Fisco

Partecipazione in società fallita. Escluso il regime forfetario


Con la Risposta n.422/2022, l’Agenzia delle Entrate ha escluso la possibilità di accedere al regime forfetario, di cui alla legge n.190/2014, anche per i soggetti aventi una partecipazione in una società di persone dichiarata fallita. 

La Risposta in esame è scaturita da una specifica istanza presentata da un contribuente, il quale ha dichiarato di svolgere dal 2020 la propria attività in regime di contabilità semplificata, non potendo fruire del regime forfetario - di cui all’art.1, commi 54-89, della legge n.190/2014 - poiché in possesso di una quota di partecipazione in una società in accomandita semplice, in qualità di socio accomandatario. La società partecipata è stata dichiarata fallita dal Tribunale territorialmente competente nel 2022; in relazione a tale sopravvenuta circostanza, il contribuente ha chiesto nell’istanza se, nel rispetto del non superamento della soglia dei ricavi fissata a 65.000 euro, può aderire al regime forfetario a partire dal 2023.

Nella Risposta fornita, l’Agenzia - dopo aver svolto un rapido excursus dell’evoluzione normativa e dei documenti di prassi emanati anche per quel che concerne le cause ostative alla fruizione del regime forfetario - sottolinea che, ai sensi dell’art.1, comma 57, lettera d) della citata legge n. 190/2014, non possono avvalersi di tale regime speciale “gli esercenti attività d’impresa, arti o professioni che partecipano, contemporaneamente all’esercizio dell’attività, a società di persone, ad associazioni o a imprese familiari di cui all’articolo 5 del testo unico di cui al decreto del Presidente della Repubblica 22 dicembre 1986, n. 917, ovvero che controllano direttamente o indirettamente società a responsabilità limitata o associazioni in partecipazione, le quali esercitano attività economiche direttamente o indirettamente riconducibili a quelle svolte dagli esercenti attività d’impresa, arti o professioni”.

Quindi costituisce di diritto una causa ostativa la partecipazione in una società di persone, quale è la società in accomandita semplice.  

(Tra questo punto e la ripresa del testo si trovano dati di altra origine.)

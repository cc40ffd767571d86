//! Configuration type definitions

use serde::{Deserialize, Serialize};

/// Root configuration structure
///
/// Loaded from defaults → global → project → env vars → CLI flags
#[derive(Debug, Clone, Serialize, Deserialize, PartialEq, Eq)]
#[serde(default)]
pub struct Config {
    /// `SQLite` database file
    pub database: String,
    /// Default tracing filter when `RUST_LOG` is unset
    pub log_level: String,
    pub coordinator: CoordinatorConfig,
    pub broadcast: BroadcastConfig,
}

#[derive(Debug, Clone, Copy, Serialize, Deserialize, PartialEq, Eq)]
#[serde(default)]
pub struct CoordinatorConfig {
    /// Pause after the first lost write, grown linearly on later ones
    pub retry_backoff_ms: u64,
}

#[derive(Debug, Clone, Copy, Serialize, Deserialize, PartialEq, Eq)]
#[serde(default)]
pub struct BroadcastConfig {
    pub room_capacity: usize,
}
//! Default configuration values

use super::types::{BroadcastConfig, Config, CoordinatorConfig};
use crate::{broadcast::DEFAULT_ROOM_CAPACITY, coordinator::DEFAULT_RETRY_BACKOFF_MS};

/// Default database location, relative to the working directory.
pub const DEFAULT_DATABASE: &str = ".blocklock/blocklock.db";

pub const DEFAULT_LOG_LEVEL: &str = "info";

impl Default for Config {
    fn default() -> Self {
        Self {
            database: DEFAULT_DATABASE.to_string(),
            log_level: DEFAULT_LOG_LEVEL.to_string(),
            coordinator: CoordinatorConfig::default(),
            broadcast: BroadcastConfig::default(),
        }
    }
}

impl Default for CoordinatorConfig {
    fn default() -> Self {
        Self {
            retry_backoff_ms: DEFAULT_RETRY_BACKOFF_MS,
        }
    }
}

impl Default for BroadcastConfig {
    fn default() -> Self {
        Self {
            room_capacity: DEFAULT_ROOM_CAPACITY,
        }
    }
}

L’apertura del fallimento, dichiarato nei confronti di tale società, comporta che il soggetto fallito venga privato dell’amministrazione e della disponibilità dei beni esistenti alla data di apertura della procedura e quelli che pervengono durante la stessa. 

Operativamente subentra “la figura del Curatore, che è l’organo del fallimento a cui è demandato il compito di gestire la procedura e di amministrare il patrimonio del soggetto fallito al fine di liquidarlo e di dare soddisfazione alle ragioni dei creditori ammessi al passivo mediante il pagamento dei loro crediti”.

Con la dichiarazione di fallimento, normalmente, l’attività d’impresa cessa e i beni aziendali sono destinati alla loro liquidazione per soddisfare i creditori. Tuttavia, ai sensi dell’art.104 della legge fallimentare (R.D. n.267/1942 e successive modifiche), è ammessa la continuazione, ancorché provvisoria, dell’attività, allorquando ciò sia funzionale ad una migliore liquidazione del complesso aziendale. Come previsto dalla predetta legge fallimentare, il proseguimento provvisorio dell’attività operativa è ammissibile sia al momento della dichiarazione di fallimento - qualora dall’interruzione possa derivare un danno grave, purché non arrechi pregiudizio ai creditori - sia in una fase successiva, su impulso del comitato dei creditori che si sia espresso favorevolmente.

Nel caso in cui la procedura concorsuale si chiuda per integrale pagamento dei creditori, il soggetto fallito, “riassume” nel suo patrimonio i beni del residuo attivo. In tale circostanza, se egli decide di cessare l’attività con una ripartizione del residuo attivo, “quest’ultimo sarà oggetto di tassazione in capo ai soci”. 

Da quanto sopra  indicato, emerge, secondo l’Agenzia, che “la dichiarazione di fallimento di una società di persone, in sé considerata, non vale ad escludere in radice la possibile percezione di un reddito di partecipazione in capo al socio, essendo possibile, nel corso della procedura, l’esercizio provvisorio dell’impresa o, dopo la chiusura del fallimento per soddisfacimento integrale dei creditori, a seguito di cessazione dell’attività con conseguente ripartizione del residuo attivo”.

Il che porta alla conclusione che, avuto riguardo al quesito posto nell’istanza, il possesso di una partecipazione in società di persone (snc e sas) costituisce una causa ostativa ai fini dell’accesso al regime forfetario, indipendentemente dalla situazione operativa in cui si trova la società partecipata.